(Stored data entries)

//! libSQL backend — async `TaskStore` implementation.
//!
//! Supports local file and in-memory databases. Status updates are a single
//! conditional `UPDATE`, so the transition check, the version check and the
//! partial timestamp write are atomic.

use std::path::Path;
use std::sync::Arc;

use async_trait::async_trait;
use chrono::{DateTime, Utc};
use libsql::{Connection, Database as LibSqlDatabase, params};
use tracing::{debug, info};

use crate::error::DatabaseError;
use crate::store::migrations;
use crate::store::traits::TaskStore;
use crate::tasks::model::{NewTask, StatusUpdate, Task, TaskStatus};

/// libSQL task store.
///
/// Stores a single connection that is reused for all operations.
/// `libsql::Connection` is `Send + Sync` and safe for concurrent async use.
pub struct LibSqlTaskStore {
    #[allow(dead_code)]
    db: Arc<LibSqlDatabase>,
    conn: Connection,
}

impl LibSqlTaskStore {
    /// Open (or create) a local database file and run migrations.
    pub async fn new_local(path: &Path) -> Result<Self, DatabaseError> {
        if let Some(parent) = path.parent() {
            std::fs::create_dir_all(parent).map_err(|e| {
                DatabaseError::Unavailable(format!("Failed to create database directory: {e}"))
            })?;
        }

        let db = libsql::Builder::new_local(path)
            .build()
            .await
            .map_err(|e| DatabaseError::Unavailable(format!("Failed to open libSQL database: {e}")))?;

        let store = Self::from_database(db).await?;
        info!(path = %path.display(), "Task database opened");
        Ok(store)
    }

    /// Create an in-memory database (for tests).
    pub async fn new_memory() -> Result<Self, DatabaseError> {
        let db = libsql::Builder::new_local(":memory:")
            .build()
            .await
            .map_err(|e| {
                DatabaseError::Unavailable(format!("Failed to create in-memory database: {e}"))
            })?;
        Self::from_database(db).await
    }

    async fn from_database(db: LibSqlDatabase) -> Result<Self, DatabaseError> {
        let conn = db
            .connect()
            .map_err(|e| DatabaseError::Unavailable(format!("Failed to create connection: {e}")))?;
        migrations::run_migrations(&conn).await?;
        Ok(Self {
            db: Arc::new(db),
            conn,
        })
    }

    fn conn(&self) -> &Connection {
        &self.conn
    }

    async fn query_tasks(
        &self,
        op: &str,
        sql: &str,
        params: impl libsql::params::IntoParams,
    ) -> Result<Vec<Task>, DatabaseError> {
        let mut rows = self
            .conn()
            .query(sql, params)
            .await
            .map_err(|e| DatabaseError::Query(format!("{op}: {e}")))?;

        let mut tasks = Vec::new();
        while let Some(row) = rows
            .next()
            .await
            .map_err(|e| DatabaseError::Query(format!("{op} row: {e}")))?
        {
            tasks.push(row_to_task(&row)?);
        }
        Ok(tasks)
    }

    /// Explain why a conditional update touched no rows.
    async fn diagnose_missed_update(
        &self,
        id: i64,
        update: &StatusUpdate,
    ) -> Result<DatabaseError, DatabaseError> {
        let current = self.get(id).await?;
        Ok(match current {
            None => DatabaseError::NotFound { id },
            Some(task) => match update.expected_version {
                Some(expected) if expected != task.version => DatabaseError::Conflict {
                    id,
                    reason: format!("expected version {expected}, found {}", task.version),
                },
                _ => DatabaseError::Conflict {
                    id,
                    reason: format!("cannot move from {} to {}", task.status, update.status),
                },
            },
        })
    }
}

// ── Helper functions ────────────────────────────────────────────────

const TASK_COLUMNS: &str =
    "id, text, status, user_id, created_at, started_at, ended_at, version, attempts";

/// Parse an RFC 3339 or SQLite datetime string into DateTime<Utc>.
fn parse_datetime(s: &str) -> DateTime<Utc> {
    if let Ok(dt) = DateTime::parse_from_rfc3339(s) {
        return dt.with_timezone(&Utc);
    }
    if let Ok(ndt) = chrono::NaiveDateTime::parse_from_str(s, "%Y-%m-%d %H:%M:%S%.f") {
        return ndt.and_utc();
    }
    DateTime::<Utc>::MIN_UTC
}

fn parse_optional_datetime(s: Option<String>) -> Option<DateTime<Utc>> {
    s.filter(|s| !s.is_empty()).map(|s| parse_datetime(&s))
}

fn row_to_task(row: &libsql::Row) -> Result<Task, DatabaseError> {
    let id: i64 = row
        .get(0)
        .map_err(|e| DatabaseError::Query(format!("task.id: {e}")))?;
    let text: String = row
        .get(1)
        .map_err(|e| DatabaseError::Query(format!("task.text: {e}")))?;

    let status_str: String = row
        .get(2)
        .map_err(|e| DatabaseError::Query(format!("task.status: {e}")))?;
    let status: TaskStatus = status_str
        .parse()
        .map_err(|e: String| DatabaseError::Serialization(format!("task {id}: {e}")))?;

    let user_id: String = row.get(3).unwrap_or_default();

    let created_str: String = row
        .get(4)
        .map_err(|e| DatabaseError::Query(format!("task.created_at: {e}")))?;

    let started_str: Option<String> = row.get(5).ok();
    let ended_str: Option<String> = row.get(6).ok();

    let version: i64 = row.get(7).unwrap_or(0);
    let attempts: i64 = row.get(8).unwrap_or(0);

    Ok(Task {
        id,
        text,
        status,
        created_at: parse_datetime(&created_str),
        started_at: parse_optional_datetime(started_str),
        ended_at: parse_optional_datetime(ended_str),
        user_id,
        version,
        attempts: u32::try_from(attempts).unwrap_or(u32::MAX),
    })
}

/// SQL list of quoted status literals, e.g. `'pending', 'processing'`.
fn status_list(statuses: &[TaskStatus]) -> String {
    statuses
        .iter()
        .map(|s| format!("'{}'", s.as_str()))
        .collect::<Vec<_>>()
        .join(", ")
}

// ── Trait implementation ────────────────────────────────────────────

#[async_trait]
impl TaskStore for LibSqlTaskStore {
    async fn create(&self, new: NewTask) -> Result<Task, DatabaseError> {
        let now = Utc::now().to_rfc3339();
        let mut tasks = self
            .query_tasks(
                "create",
                &format!(
                    "INSERT INTO tasks (text, status, user_id, created_at) VALUES (?1, ?2, ?3, ?4) RETURNING {TASK_COLUMNS}"
                ),
                params![
                    new.text.as_str(),
                    TaskStatus::Pending.as_str(),
                    new.user_id.as_str(),
                    now
                ],
            )
            .await?;

        let task = tasks
            .pop()
            .ok_or_else(|| DatabaseError::Query("create: no row returned".to_string()))?;
        debug!(task_id = task.id, "Task created");
        Ok(task)
    }

    async fn get(&self, id: i64) -> Result<Option<Task>, DatabaseError> {
        let mut tasks = self
            .query_tasks(
                "get",
                &format!("SELECT {TASK_COLUMNS} FROM tasks WHERE id = ?1"),
                params![id],
            )
            .await?;
        Ok(tasks.pop())
    }

    async fn list(&self) -> Result<Vec<Task>, DatabaseError> {
        self.query_tasks(
            "list",
            &format!("SELECT {TASK_COLUMNS} FROM tasks ORDER BY id"),
            (),
        )
        .await
    }

    async fn list_by_status(&self, status: TaskStatus) -> Result<Vec<Task>, DatabaseError> {
        self.query_tasks(
            "list_by_status",
            &format!("SELECT {TASK_COLUMNS} FROM tasks WHERE status = ?1 ORDER BY id"),
            params![status.as_str()],
        )
        .await
    }

    async fn update_text(&self, id: i64, text: &str) -> Result<(), DatabaseError> {
        let count = self
            .conn()
            .execute(
                "UPDATE tasks SET text = ?1 WHERE id = ?2",
                params![text, id],
            )
            .await
            .map_err(|e| DatabaseError::Query(format!("update_text: {e}")))?;
        if count == 0 {
            return Err(DatabaseError::NotFound { id });
        }
        Ok(())
    }

    async fn update_status(&self, id: i64, update: StatusUpdate) -> Result<(), DatabaseError> {
        let attempts_inc: i64 = if update.status == TaskStatus::Processing { 1 } else { 0 };
        let sql = format!(
            "UPDATE tasks SET status = ?1, \
               started_at = COALESCE(?2, started_at), \
               ended_at = COALESCE(?3, ended_at), \
               attempts = attempts + ?4, \
               version = version + 1 \
             WHERE id = ?5 AND status IN ({}) AND (?6 IS NULL OR version = ?6)",
            status_list(update.status.predecessors())
        );

        let count = self
            .conn()
            .execute(
                &sql,
                params![
                    update.status.as_str(),
                    update.started_at.map(|d| d.to_rfc3339()),
                    update.ended_at.map(|d| d.to_rfc3339()),
                    attempts_inc,
                    id,
                    update.expected_version
                ],
            )
            .await
            .map_err(|e| DatabaseError::Query(format!("update_status: {e}")))?;

        if count == 0 {
            return Err(self.diagnose_missed_update(id, &update).await?);
        }
        debug!(task_id = id, status = %update.status, "Task status updated");
        Ok(())
    }

    async fn delete(&self, id: i64) -> Result<bool, DatabaseError> {
        let count = self
            .conn()
            .execute("DELETE FROM tasks WHERE id = ?1", params![id])
            .await
            .map_err(|e| DatabaseError::Query(format!("delete: {e}")))?;
        Ok(count > 0)
    }
}
use crate::engine::types::{ReportQuery, SymptomQuery};

/// Notes longer than this are truncated before prompt building.
pub const MAX_NOTES_CHARS: usize = 2000;

pub const SYMPTOM_SYSTEM_PROMPT: &str = "You are a medical AI assistant specializing in symptom analysis. \
Provide accurate disease predictions based on specific symptom combinations, not generic responses.";

pub const REPORT_SYSTEM_PROMPT: &str = "You are an expert medical AI assistant specializing in medical report analysis. \
Provide accurate, detailed medical interpretations while emphasizing the importance of professional medical consultation.";

/// Keep at most `max_chars` characters, cutting on a char boundary.
pub fn truncate_chars(text: &str, max_chars: usize) -> &str {
    match text.char_indices().nth(max_chars) {
        Some((idx, _)) => &text[..idx],
        None => text,
    }
}

pub fn truncate_notes(notes: &str) -> &str {
    truncate_chars(notes, MAX_NOTES_CHARS)
}

/// Build the user prompt for symptom prediction.
pub fn build_symptom_prompt(query: &SymptomQuery) -> String {
    format!(
        r#"You are an expert medical AI analyzing symptoms to predict possible diseases.

Patient Symptoms: {symptoms}
Additional Information: {info}

Analyze these specific symptoms and provide accurate disease predictions. Do NOT default to common cold unless respiratory symptoms are present.

Provide response in JSON format:
{{
  "diseases": [
    {{
      "name": "Disease Name",
      "probability": 85,
      "description": "Medical description"
    }}
  ],
  "medications": [
    {{
      "name": "Medication",
      "dosage": "Dosage info",
      "instructions": "Instructions"
    }}
  ],
  "recommendations": ["recommendation1", "recommendation2"],
  "urgency": "low|medium|high",
  "confidence_score": 85
}}

IMPORTANT GUIDELINES:
- Match diseases to actual symptoms presented
- If chest pain + shortness of breath → consider cardiac/anxiety
- If nausea + vomiting + diarrhea → consider GI conditions
- If headache + dizziness → consider neurological
- If joint pain + muscle aches → consider musculoskeletal
- If rash + fever → consider infectious/allergic
- Only suggest common cold if respiratory symptoms present
- Be specific and accurate based on symptom combination
"#,
        symptoms = query.raw_symptoms.join(", "),
        info = truncate_notes(&query.additional_info),
    )
}

/// Build the user prompt for report analysis.
pub fn build_report_prompt(query: &ReportQuery) -> String {
    format!(
        r#"Analyze this medical report with the following details:

Report Type: {report_type}
Additional Notes: {notes}
Number of files: {count}
File names: {names}

Based on the report type and additional notes, provide a realistic medical analysis in JSON format:

{{
  "reportType": "specific medical report name",
  "findings": [
    {{
      "category": "anatomical/test category",
      "finding": "specific medical finding",
      "severity": "normal|abnormal|critical",
      "description": "detailed medical explanation"
    }}
  ],
  "recommendations": ["medical recommendation 1", "medical recommendation 2"],
  "urgency": "low|medium|high",
  "summary": "comprehensive medical summary",
  "confidence": 85
}}

IMPORTANT ANALYSIS GUIDELINES:
- If X-ray + TB/tuberculosis context: Focus on lung findings, cavitations, infiltrates
- If blood test + cancer context: Focus on CBC, tumor markers, abnormal counts
- If pathology + cancer context: Focus on histology, malignant cells, grading
- If ECG: Focus on rhythm, intervals, ST changes
- If MRI/CT: Focus on anatomical findings, masses, abnormalities
- Make findings medically realistic and appropriate for the report type
- Adjust urgency based on severity (TB = high, normal findings = low)
- Use proper medical terminology
"#,
        report_type = query.report_type,
        notes = truncate_notes(&query.notes),
        count = query.file_names.len(),
        names = query.file_names.join(", "),
    )
}
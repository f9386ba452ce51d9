//! API server lifecycle: bind → spawn background task → return a handle
//! with a shutdown channel.

use std::net::SocketAddr;

use serde::Serialize;
use tokio::sync::oneshot;
use tokio::task::JoinHandle;

use crate::api::router::api_router;
use crate::api::types::ApiContext;

// ═══════════════════════════════════════════════════════════
// Public types
// ═══════════════════════════════════════════════════════════

#[derive(Debug, thiserror::Error)]
pub enum ServerError {
    #[error("Failed to bind API server on {addr}: {source}")]
    Bind {
        addr: SocketAddr,
        source: std::io::Error,
    },
    #[error("Failed to get server address: {0}")]
    LocalAddr(std::io::Error),
}

/// Metadata for a running server.
#[derive(Debug, Clone, Serialize)]
pub struct ServerSession {
    pub server_addr: String,
    pub port: u16,
    pub started_at: String,
}

/// Handle to a running API server.
pub struct ApiServer {
    pub session: ServerSession,
    shutdown_tx: Option<oneshot::Sender<()>>,
    task: JoinHandle<()>,
}

impl ApiServer {
    /// Send the graceful shutdown signal. In-flight requests complete.
    pub fn shutdown(&mut self) {
        if let Some(tx) = self.shutdown_tx.take() {
            let _ = tx.send(());
            tracing::info!("API server shutdown signal sent");
        }
    }

    /// Signal shutdown and wait for the serve task to finish.
    pub async fn stop(mut self) {
        self.shutdown();
        if let Err(e) = self.task.await {
            tracing::error!("API server task panicked: {e}");
        }
    }
}

// ═══════════════════════════════════════════════════════════
// Server lifecycle
// ═══════════════════════════════════════════════════════════

/// Bind `addr` (port 0 picks an ephemeral port), build the router, and
/// serve it in a background tokio task.
pub async fn start_server(ctx: ApiContext, addr: SocketAddr) -> Result<ApiServer, ServerError> {
    let listener = tokio::net::TcpListener::bind(addr)
        .await
        .map_err(|source| ServerError::Bind { addr, source })?;

    let addr = listener.local_addr().map_err(ServerError::LocalAddr)?;

    let app = api_router(ctx);

    let session = ServerSession {
        server_addr: addr.to_string(),
        port: addr.port(),
        started_at: chrono::Utc::now().to_rfc3339(),
    };

    let (shutdown_tx, shutdown_rx) = oneshot::channel::<()>();

    let task = tokio::spawn(async move {
        let shutdown_signal = async move {
            let _ = shutdown_rx.await;
            tracing::info!("API server received shutdown signal");
        };

        tracing::info!(%addr, "API server started");

        if let Err(e) = axum::serve(listener, app)
            .with_graceful_shutdown(shutdown_signal)
            .await
        {
            tracing::error!("API server error: {e}");
        }

        tracing::info!("API server stopped");
    });

    Ok(ApiServer {
        session,
        shutdown_tx: Some(shutdown_tx),
        task,
    })
}

// ═══════════════════════════════════════════════════════════
// Tests
// ═══════════════════════════════════════════════════════════

#[cfg(test)]
mod tests {
    use std::net::{IpAddr, Ipv4Addr};

    use super::*;
    use crate::engine::AssessmentService;
    use crate::history::HistoryStore;

    fn test_ctx() -> ApiContext {
        ApiContext::new(AssessmentService::local_only(), HistoryStore::new(10))
    }

    fn loopback() -> SocketAddr {
        SocketAddr::new(IpAddr::V4(Ipv4Addr::LOCALHOST), 0)
    }

    #[tokio::test]
    async fn start_serve_and_stop() {
        let server = start_server(test_ctx(), loopback())
            .await
            .expect("server should start");
        assert!(server.session.port > 0);

        let url = format!("http://127.0.0.1:{}/api/health", server.session.port);
        let resp = reqwest::get(&url).await.unwrap();
        assert_eq!(resp.status(), reqwest::StatusCode::OK);
        let json: serde_json::Value = resp.json().await.unwrap();
        assert_eq!(json["status"], "ok");

        server.stop().await;
    }

    #[tokio::test]
    async fn predict_over_http() {
        let server = start_server(test_ctx(), loopback()).await.unwrap();

        let url = format!("http://127.0.0.1:{}/api/predict", server.session.port);
        let resp = reqwest::Client::new()
            .post(&url)
            .json(&serde_json::json!({"symptoms": ["nausea", "vomiting"]}))
            .send()
            .await
            .unwrap();
        assert_eq!(resp.status(), reqwest::StatusCode::OK);
        let json: serde_json::Value = resp.json().await.unwrap();
        assert_eq!(json["diseases"][0]["name"], "Gastroenteritis");

        server.stop().await;
    }

    #[tokio::test]
    async fn bind_conflict_is_reported() {
        let server = start_server(test_ctx(), loopback()).await.unwrap();
        let taken: SocketAddr = server.session.server_addr.parse().unwrap();

        let err = start_server(test_ctx(), taken).await.err().unwrap();
        assert!(matches!(err, ServerError::Bind { .. }));

        server.stop().await;
    }

    #[tokio::test]
    async fn shutdown_is_idempotent() {
        let mut server = start_server(test_ctx(), loopback()).await.unwrap();
        server.shutdown();
        server.shutdown();
        server.stop().await;
    }
}
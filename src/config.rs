use std::net::SocketAddr;

use thiserror::Error;

use crate::upstream::{DEFAULT_COMPLETION_URL, DEFAULT_MODEL, DEFAULT_TIMEOUT_SECS};

/// Application-level constants
pub const APP_NAME: &str = "MediPredict";
pub const APP_VERSION: &str = env!("CARGO_PKG_VERSION");

/// Tag reported as `aiModel` when the upstream model answers.
pub const UPSTREAM_MODEL_TAG: &str = "groq-llama3";

const DEFAULT_BIND: &str = "127.0.0.1:8080";
const DEFAULT_HISTORY_CAPACITY: usize = 500;

/// Log filter used when `RUST_LOG` is unset.
pub fn default_log_filter() -> &'static str {
    "medipredict=info,medipredict_lib=info,tower_http=warn"
}

#[derive(Error, Debug)]
pub enum ConfigError {
    #[error("Invalid value for {var}: {value}")]
    InvalidValue { var: &'static str, value: String },
}

/// Upstream model settings. Present only when an API key is configured.
#[derive(Debug, Clone)]
pub struct UpstreamConfig {
    pub url: String,
    pub api_key: String,
    pub model: String,
    pub timeout_secs: u64,
}

/// Runtime configuration for the service.
#[derive(Debug, Clone)]
pub struct ServiceConfig {
    pub bind_addr: SocketAddr,
    pub upstream: Option<UpstreamConfig>,
    pub history_capacity: usize,
}

impl Default for ServiceConfig {
    fn default() -> Self {
        Self {
            bind_addr: SocketAddr::from(([127, 0, 0, 1], 8080)),
            upstream: None,
            history_capacity: DEFAULT_HISTORY_CAPACITY,
        }
    }
}

impl ServiceConfig {
    /// Read configuration from the process environment.
    pub fn from_env() -> Result<Self, ConfigError> {
        Self::from_lookup(|key| std::env::var(key).ok())
    }

    /// Build configuration from an arbitrary key lookup (testable without env mutation).
    pub fn from_lookup<F>(lookup: F) -> Result<Self, ConfigError>
    where
        F: Fn(&str) -> Option<String>,
    {
        let get = |key: &str| lookup(key).filter(|v| !v.trim().is_empty());

        let bind_raw = get("MEDIPREDICT_BIND").unwrap_or_else(|| DEFAULT_BIND.to_string());
        let bind_addr = bind_raw
            .trim()
            .parse::<SocketAddr>()
            .map_err(|_| ConfigError::InvalidValue {
                var: "MEDIPREDICT_BIND",
                value: bind_raw.clone(),
            })?;

        let history_capacity = match get("MEDIPREDICT_HISTORY_CAPACITY") {
            Some(raw) => parse_number(&raw, "MEDIPREDICT_HISTORY_CAPACITY")?,
            None => DEFAULT_HISTORY_CAPACITY,
        };

        let upstream = match get("GROQ_API_KEY") {
            Some(api_key) => {
                let timeout_secs = match get("MEDIPREDICT_UPSTREAM_TIMEOUT_SECS") {
                    Some(raw) => parse_number(&raw, "MEDIPREDICT_UPSTREAM_TIMEOUT_SECS")?,
                    None => DEFAULT_TIMEOUT_SECS,
                };
                if timeout_secs == 0 {
                    return Err(ConfigError::InvalidValue {
                        var: "MEDIPREDICT_UPSTREAM_TIMEOUT_SECS",
                        value: "0".into(),
                    });
                }
                Some(UpstreamConfig {
                    url: get("MEDIPREDICT_UPSTREAM_URL")
                        .unwrap_or_else(|| DEFAULT_COMPLETION_URL.to_string()),
                    api_key: api_key.trim().to_string(),
                    model: get("MEDIPREDICT_UPSTREAM_MODEL")
                        .unwrap_or_else(|| DEFAULT_MODEL.to_string()),
                    timeout_secs,
                })
            }
            None => None,
        };

        Ok(Self {
            bind_addr,
            upstream,
            history_capacity,
        })
    }
}

fn parse_number<T: std::str::FromStr>(raw: &str, var: &'static str) -> Result<T, ConfigError> {
    raw.trim().parse().map_err(|_| ConfigError::InvalidValue {
        var,
        value: raw.to_string(),
    })
}

#[cfg(test)]
mod tests {
    use std::collections::HashMap;

    use super::*;

    fn lookup(pairs: &[(&str, &str)]) -> impl Fn(&str) -> Option<String> {
        let map: HashMap<String, String> = pairs
            .iter()
            .map(|(k, v)| (k.to_string(), v.to_string()))
            .collect();
        move |key| map.get(key).cloned()
    }

    #[test]
    fn defaults_without_env() {
        let config = ServiceConfig::from_lookup(lookup(&[])).unwrap();
        assert_eq!(config.bind_addr.to_string(), DEFAULT_BIND);
        assert!(config.upstream.is_none());
        assert_eq!(config.history_capacity, 500);
    }

    #[test]
    fn api_key_enables_upstream() {
        let config = ServiceConfig::from_lookup(lookup(&[("GROQ_API_KEY", "gsk_test")])).unwrap();
        let upstream = config.upstream.unwrap();
        assert_eq!(upstream.api_key, "gsk_test");
        assert_eq!(upstream.model, DEFAULT_MODEL);
        assert_eq!(upstream.url, DEFAULT_COMPLETION_URL);
        assert_eq!(upstream.timeout_secs, DEFAULT_TIMEOUT_SECS);
    }

    #[test]
    fn blank_api_key_disables_upstream() {
        let config = ServiceConfig::from_lookup(lookup(&[("GROQ_API_KEY", "   ")])).unwrap();
        assert!(config.upstream.is_none());
    }

    #[test]
    fn overrides_are_applied() {
        let config = ServiceConfig::from_lookup(lookup(&[
            ("MEDIPREDICT_BIND", "0.0.0.0:9000"),
            ("MEDIPREDICT_HISTORY_CAPACITY", "25"),
            ("GROQ_API_KEY", "k"),
            ("MEDIPREDICT_UPSTREAM_MODEL", "llama-3.1-8b-instant"),
            ("MEDIPREDICT_UPSTREAM_TIMEOUT_SECS", "3"),
        ]))
        .unwrap();
        assert_eq!(config.bind_addr.port(), 9000);
        assert_eq!(config.history_capacity, 25);
        let upstream = config.upstream.unwrap();
        assert_eq!(upstream.model, "llama-3.1-8b-instant");
        assert_eq!(upstream.timeout_secs, 3);
    }

    #[test]
    fn invalid_values_rejected() {
        assert!(ServiceConfig::from_lookup(lookup(&[("MEDIPREDICT_BIND", "nope")])).is_err());
        assert!(
            ServiceConfig::from_lookup(lookup(&[("MEDIPREDICT_HISTORY_CAPACITY", "-1")])).is_err()
        );
        assert!(ServiceConfig::from_lookup(lookup(&[
            ("GROQ_API_KEY", "k"),
            ("MEDIPREDICT_UPSTREAM_TIMEOUT_SECS", "0"),
        ]))
        .is_err());
    }

    #[test]
    fn app_name_is_medipredict() {
        assert_eq!(APP_NAME, "MediPredict");
    }
}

Directions: Lines above containing "statuses": how many? Reply with the number only.

Problem solution: 2